> **Work order**: Collect all lines containing the word "style" from the data.

> **Data under study**:
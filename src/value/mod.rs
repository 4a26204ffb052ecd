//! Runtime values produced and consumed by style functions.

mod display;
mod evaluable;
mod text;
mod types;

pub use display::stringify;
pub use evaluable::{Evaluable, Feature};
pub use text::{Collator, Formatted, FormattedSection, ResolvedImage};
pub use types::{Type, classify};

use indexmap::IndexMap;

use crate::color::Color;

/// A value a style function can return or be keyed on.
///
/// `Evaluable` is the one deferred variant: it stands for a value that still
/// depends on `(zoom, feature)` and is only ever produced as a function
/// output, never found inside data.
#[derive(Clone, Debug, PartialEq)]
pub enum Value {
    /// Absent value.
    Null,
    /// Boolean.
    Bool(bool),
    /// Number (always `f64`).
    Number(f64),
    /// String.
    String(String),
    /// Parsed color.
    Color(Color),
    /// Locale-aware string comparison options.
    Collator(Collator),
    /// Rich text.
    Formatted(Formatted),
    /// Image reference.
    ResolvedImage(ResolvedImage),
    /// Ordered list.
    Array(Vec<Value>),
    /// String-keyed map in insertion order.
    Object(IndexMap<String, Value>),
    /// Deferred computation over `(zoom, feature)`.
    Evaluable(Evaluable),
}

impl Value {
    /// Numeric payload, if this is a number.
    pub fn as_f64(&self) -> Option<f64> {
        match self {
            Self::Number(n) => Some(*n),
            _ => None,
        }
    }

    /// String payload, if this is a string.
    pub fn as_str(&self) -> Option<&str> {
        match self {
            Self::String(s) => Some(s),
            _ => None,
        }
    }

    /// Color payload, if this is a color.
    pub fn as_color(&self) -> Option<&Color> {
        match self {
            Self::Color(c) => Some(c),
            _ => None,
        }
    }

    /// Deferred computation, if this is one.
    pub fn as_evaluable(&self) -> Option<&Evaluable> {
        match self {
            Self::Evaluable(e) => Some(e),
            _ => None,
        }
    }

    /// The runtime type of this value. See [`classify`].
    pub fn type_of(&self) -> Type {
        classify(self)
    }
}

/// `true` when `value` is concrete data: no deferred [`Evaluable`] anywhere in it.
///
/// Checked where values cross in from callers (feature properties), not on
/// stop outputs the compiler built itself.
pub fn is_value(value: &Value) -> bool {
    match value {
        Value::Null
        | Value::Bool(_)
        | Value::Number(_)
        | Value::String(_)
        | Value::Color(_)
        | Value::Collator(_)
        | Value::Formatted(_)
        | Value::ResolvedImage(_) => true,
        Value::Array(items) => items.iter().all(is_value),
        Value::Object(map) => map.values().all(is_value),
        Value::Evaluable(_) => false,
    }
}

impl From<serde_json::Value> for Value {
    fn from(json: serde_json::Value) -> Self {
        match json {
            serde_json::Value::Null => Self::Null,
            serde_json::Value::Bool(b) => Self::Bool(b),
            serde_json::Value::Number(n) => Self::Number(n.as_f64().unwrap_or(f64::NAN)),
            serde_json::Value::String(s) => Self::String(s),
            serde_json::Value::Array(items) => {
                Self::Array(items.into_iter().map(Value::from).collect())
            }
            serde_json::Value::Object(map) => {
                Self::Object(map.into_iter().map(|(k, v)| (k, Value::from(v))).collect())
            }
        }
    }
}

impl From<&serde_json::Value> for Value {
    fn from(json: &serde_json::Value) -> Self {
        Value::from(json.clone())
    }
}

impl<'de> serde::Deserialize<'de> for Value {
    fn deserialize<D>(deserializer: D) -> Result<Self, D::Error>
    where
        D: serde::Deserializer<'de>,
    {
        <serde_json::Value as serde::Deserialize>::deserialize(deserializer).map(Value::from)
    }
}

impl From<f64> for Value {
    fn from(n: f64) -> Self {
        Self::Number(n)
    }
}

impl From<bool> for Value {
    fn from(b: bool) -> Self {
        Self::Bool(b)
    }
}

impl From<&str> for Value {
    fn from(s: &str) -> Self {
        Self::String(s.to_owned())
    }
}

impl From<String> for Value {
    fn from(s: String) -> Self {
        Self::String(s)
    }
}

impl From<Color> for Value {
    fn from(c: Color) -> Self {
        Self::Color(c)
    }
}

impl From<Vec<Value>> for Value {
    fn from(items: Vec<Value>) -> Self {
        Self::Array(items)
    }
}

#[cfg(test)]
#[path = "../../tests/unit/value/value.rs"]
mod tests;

* * *

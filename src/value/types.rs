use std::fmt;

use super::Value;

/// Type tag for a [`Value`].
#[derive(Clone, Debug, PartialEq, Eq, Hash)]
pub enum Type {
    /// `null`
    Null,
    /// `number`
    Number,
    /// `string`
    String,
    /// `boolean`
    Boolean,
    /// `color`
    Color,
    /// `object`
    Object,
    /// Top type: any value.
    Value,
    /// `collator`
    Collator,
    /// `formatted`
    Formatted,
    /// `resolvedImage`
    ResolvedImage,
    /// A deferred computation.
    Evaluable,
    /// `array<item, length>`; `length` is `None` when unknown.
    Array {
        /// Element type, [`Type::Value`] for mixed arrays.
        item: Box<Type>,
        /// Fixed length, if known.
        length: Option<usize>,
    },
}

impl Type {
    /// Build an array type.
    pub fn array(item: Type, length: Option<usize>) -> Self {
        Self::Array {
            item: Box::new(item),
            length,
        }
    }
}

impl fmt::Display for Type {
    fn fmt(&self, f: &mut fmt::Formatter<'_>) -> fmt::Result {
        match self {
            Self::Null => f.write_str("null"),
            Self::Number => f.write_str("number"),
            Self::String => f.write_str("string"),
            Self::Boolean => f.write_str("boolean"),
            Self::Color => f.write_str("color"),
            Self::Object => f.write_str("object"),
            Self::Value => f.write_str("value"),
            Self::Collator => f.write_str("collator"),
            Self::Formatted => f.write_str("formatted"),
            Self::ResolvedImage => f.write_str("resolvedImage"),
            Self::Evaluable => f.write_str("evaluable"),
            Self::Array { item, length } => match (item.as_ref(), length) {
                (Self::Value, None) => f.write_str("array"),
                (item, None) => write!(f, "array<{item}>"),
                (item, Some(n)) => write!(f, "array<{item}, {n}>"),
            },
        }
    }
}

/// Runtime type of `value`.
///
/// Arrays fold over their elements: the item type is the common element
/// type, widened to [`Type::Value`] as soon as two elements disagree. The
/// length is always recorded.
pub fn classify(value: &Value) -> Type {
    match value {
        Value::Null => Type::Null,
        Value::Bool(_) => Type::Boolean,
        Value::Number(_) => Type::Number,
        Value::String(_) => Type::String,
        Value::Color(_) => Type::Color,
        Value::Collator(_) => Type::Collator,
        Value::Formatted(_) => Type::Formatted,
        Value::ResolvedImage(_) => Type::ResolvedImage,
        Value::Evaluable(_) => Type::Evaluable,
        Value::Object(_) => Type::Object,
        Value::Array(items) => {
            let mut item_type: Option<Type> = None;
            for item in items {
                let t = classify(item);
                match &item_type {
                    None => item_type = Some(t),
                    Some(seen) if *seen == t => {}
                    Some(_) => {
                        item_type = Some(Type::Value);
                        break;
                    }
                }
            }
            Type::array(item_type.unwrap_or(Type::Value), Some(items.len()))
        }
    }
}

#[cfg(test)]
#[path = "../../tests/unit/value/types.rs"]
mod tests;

> **Your response**:
//! Runtime values produced and consumed by style functions.
/// A value a style function can return or be keyed on.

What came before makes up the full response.